Maddocks partner Catherine Dunlop mused that “lawyers, like surgeons, senior executives and other professionals, are sometimes required to attend to urgent issues outside their normal working hours”.

However, we also know, from a health and safety perspective, “that there are real risks with workers never logging off and feeling that they need to check emails and texts around the clock. What we have also seen, particularly from the overseas experience, is that there are real advantages from disconnecting,” she said.

The issue for many organisations, Ms Dunlop surmised, will be how to get the balance right.

“That might be through better use of email, so if someone wants to send a late-night email to suit their timing, they might hit delayed send so that the recipient isn’t interrupted. Or it could mean using more text messaging to see if someone is free to take an urgent call or email, or putting in place great back-up options for a colleague when they are on leave,” she outlined.

“All of this will depend on the role and the organisation. The opportunity from this bill, whether it becomes law or not, is for organisations to identify if they can put in place simple measures right now that can better assist their teams to delineate between their work life and their personal life.”

Amendments not needed to achieve best practice

In a social world “intoxicated by technology”, Coutts Lawyers & Conveyancers partner Karena Nicholls reflected, the very idea of the right to disconnect seems reasonable.

However, she added, “the real reality of it is, people value time and flexible arrangements, which, in turn, requires a level of transparency and access to allow the flexibility to work both ways”. 

“We don’t need a bill to disconnect, you need to learn self-discipline and the ability to set boundaries that are negotiated with your employer,” she posited.

“There is no obligation to check emails and your phone after your working hours; however, in the industry of law, lots can happen overnight, especially when deals are done, hearings are in motion and demands of the legal profession cannot wait. Good planning, time management and a great team can help you with having downtime.”

Ms Nicholls’ advice is to bring in such strict boundaries will affect the flexibility offered to teams.

“Many of us working parents make it work around the family obligations with before and after school care or daycare plus the challenges of after-school activities; if we make it strict so that working parents cannot work outside contracted hours, we may see significant financial impact to families as employers will need to cut back on the flexibility, so it doesn’t affect the bottom line,” she listed.

While Landers is of the view there is not necessarily a need for further legislation, Ms Moten mused, there is “lots of work” for organisations to do to practically resolve this complex issue of balancing work demands arising outside of regular hours with the demand from employees for greater flexibility in how their work is arranged, she stressed.

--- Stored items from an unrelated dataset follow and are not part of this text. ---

#[async_trait]
impl LimitBackend for RedisBackend {
    async fn check(&self, rule: &RateLimitRule, identifier: &str, weight: u32) -> Result<LimitDecision> {
        let now = now_secs();
        let limit = rule.max_requests + rule.burst_allowance;
        let mut conn = self.connection.lock().await;

        let (allowed, count): (i64, f64) = match rule.limit_type {
            LimitType::SlidingWindow => {
                let key = format!("{}:sliding:{}", rule.key_prefix(), identifier);
                Script::new(SLIDING_WINDOW_SCRIPT)
                    .key(key)
                    .arg(now)
                    .arg(rule.window_seconds as f64)
                    .arg(limit)
                    .arg(weight)
                    .invoke_async(&mut *conn)
                    .await
                    .map_err(|e| BridgeError::Kv(e.to_string()))?
            }
            LimitType::TokenBucket => {
                let key = format!("{}:bucket:{}", rule.key_prefix(), identifier);
                let refill_rate = rule.max_requests as f64 / rule.window_seconds.max(1) as f64;
                Script::new(TOKEN_BUCKET_SCRIPT)
                    .key(key)
                    .arg(now)
                    .arg(limit as f64)
                    .arg(refill_rate)
                    .arg(weight)
                    .invoke_async(&mut *conn)
                    .await
                    .map_err(|e| BridgeError::Kv(e.to_string()))?
            }
            LimitType::FixedWindow => {
                let window_index = (now / rule.window_seconds as f64).floor() as i64;
                let key = format!("{}:fixed:{}:{}", rule.key_prefix(), identifier, window_index);
                let count: i64 = conn.incr(&key, weight).await.map_err(|e| BridgeError::Kv(e.to_string()))?;
                let _: () = conn
                    .expire(&key, rule.window_seconds as i64)
                    .await
                    .map_err(|e| BridgeError::Kv(e.to_string()))?;
                let allowed = if count as u32 <= limit { 1 } else { 0 };
                (allowed, count as f64)
            }
        };

        Ok(LimitDecision {
            allowed: allowed == 1,
            current_count: count as u32,
            limit,
            remaining: limit.saturating_sub(count as u32),
            reset_time: now + rule.window_seconds as f64,
            retry_after: None,
            punishment_ends_at: None,
        })
    }

    async fn punishment_end(&self, rule: &RateLimitRule, identifier: &str) -> Result<Option<f64>> {
        let key = format!("{}:punishment:{}", rule.key_prefix(), identifier);
        let mut conn = self.connection.lock().await;
        let value: Option<String> = conn.get(&key).await.map_err(|e| BridgeError::Kv(e.to_string()))?;
        Ok(value.and_then(|v| v.parse::<f64>().ok()))
    }

    async fn apply_punishment(&self, rule: &RateLimitRule, identifier: &str) -> Result<()> {
        let key = format!("{}:punishment:{}", rule.key_prefix(), identifier);
        let ends_at = now_secs() + rule.punishment_duration_secs as f64;
        let mut conn = self.connection.lock().await;
        let _: () = conn
            .set_ex(&key, ends_at.to_string(), rule.punishment_duration_secs)
            .await
            .map_err(|e| BridgeError::Kv(e.to_string()))?;
        Ok(())
    }

    async fn is_whitelisted(&self, identifier: &str) -> Result<bool> {
        let mut conn = self.connection.lock().await;
        let exists: bool = conn.exists(format!("ratelimit:whitelist:{identifier}")).await.map_err(|e| BridgeError::Kv(e.to_string()))?;
        Ok(exists)
    }
}

struct MemoryBucket {
    tokens: f64,
    last_refill: f64,
}

struct MemoryBackend {
    sliding: RwLock<HashMap<String, Vec<f64>>>,
    buckets: RwLock<HashMap<String, MemoryBucket>>,
    fixed: RwLock<HashMap<String, (i64, u32)>>,
    punishments: RwLock<HashMap<String, f64>>,
    whitelist: RwLock<HashMap<String, Option<f64>>>,
}

impl MemoryBackend {
    fn new() -> Self {
        Self {
            sliding: RwLock::new(HashMap::new()),
            buckets: RwLock::new(HashMap::new()),
            fixed: RwLock::new(HashMap::new()),
            punishments: RwLock::new(HashMap::new()),
            whitelist: RwLock::new(HashMap::new()),
        }
    }
}

#[async_trait]
impl LimitBackend for MemoryBackend {
    async fn check(&self, rule: &RateLimitRule, identifier: &str, weight: u32) -> Result<LimitDecision> {
        let now = now_secs();
        let limit = rule.max_requests + rule.burst_allowance;

        let (allowed, count) = match rule.limit_type {
            LimitType::SlidingWindow => {
                let key = format!("{}:{}", rule.name, identifier);
                let mut sliding = self.sliding.write().await;
                let entries = sliding.entry(key).or_default();
                entries.retain(|&t| t > now - rule.window_seconds as f64);
                let allowed = entries.len() as u32 + weight <= limit;
                if allowed {
                    for _ in 0..weight {
                        entries.push(now);
                    }
                }
                (allowed, entries.len() as u32)
            }
            LimitType::TokenBucket => {
                let key = format!("{}:{}", rule.name, identifier);
                let refill_rate = rule.max_requests as f64 / rule.window_seconds.max(1) as f64;
                let mut buckets = self.buckets.write().await;
                let bucket = buckets.entry(key).or_insert(MemoryBucket { tokens: limit as f64, last_refill: now });
                let elapsed = (now - bucket.last_refill).max(0.0);
                bucket.tokens = (bucket.tokens + elapsed * refill_rate).min(limit as f64);
                bucket.last_refill = now;
                let allowed = bucket.tokens >= weight as f64;
                if allowed {
                    bucket.tokens -= weight as f64;
                }
                (allowed, (limit as f64 - bucket.tokens) as u32)
            }
            LimitType::FixedWindow => {
                let window_index = (now / rule.window_seconds as f64).floor() as i64;
                let key = format!("{}:{}", rule.name, identifier);
                let mut fixed = self.fixed.write().await;
                let entry = fixed.entry(key).or_insert((window_index, 0));
                if entry.0 != window_index {
                    *entry = (window_index, 0);
                }
                entry.1 += weight;
                (entry.1 <= limit, entry.1)
            }
        };

        Ok(LimitDecision {
            allowed,
            current_count: count,
            limit,
            remaining: limit.saturating_sub(count),
            reset_time: now + rule.window_seconds as f64,
            retry_after: None,
            punishment_ends_at: None,
        })
    }

    async fn punishment_end(&self, rule: &RateLimitRule, identifier: &str) -> Result<Option<f64>> {
        let key = format!("{}:{}", rule.name, identifier);
        Ok(self.punishments.read().await.get(&key).copied())
    }

    async fn apply_punishment(&self, rule: &RateLimitRule, identifier: &str) -> Result<()> {
        let key = format!("{}:{}", rule.name, identifier);
        self.punishments.write().await.insert(key, now_secs() + rule.punishment_duration_secs as f64);
        Ok(())
    }

    async fn is_whitelisted(&self, identifier: &str) -> Result<bool> {
        let whitelist = self.whitelist.read().await;
        Ok(match whitelist.get(identifier) {
            Some(Some(expires_at)) => *expires_at > now_secs(),
            Some(None) => true,
            None => false,
        })
    }
}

“Employers also need to be mindful of industrial instruments that may not have kept up with the demands for workplace flexibility and still require overtime to be paid for work performed outside of ordinary hours,” she said.

“To accommodate the right to disconnect, employers should conduct a risk assessment to better understand the risks and benefits presented by working outside of regular hours. Employers should then implement controls to minimise any risks identified, such as clear policies and guidelines regarding communication and work hours, as well as providing employees with the necessary technology and resources to work remotely.”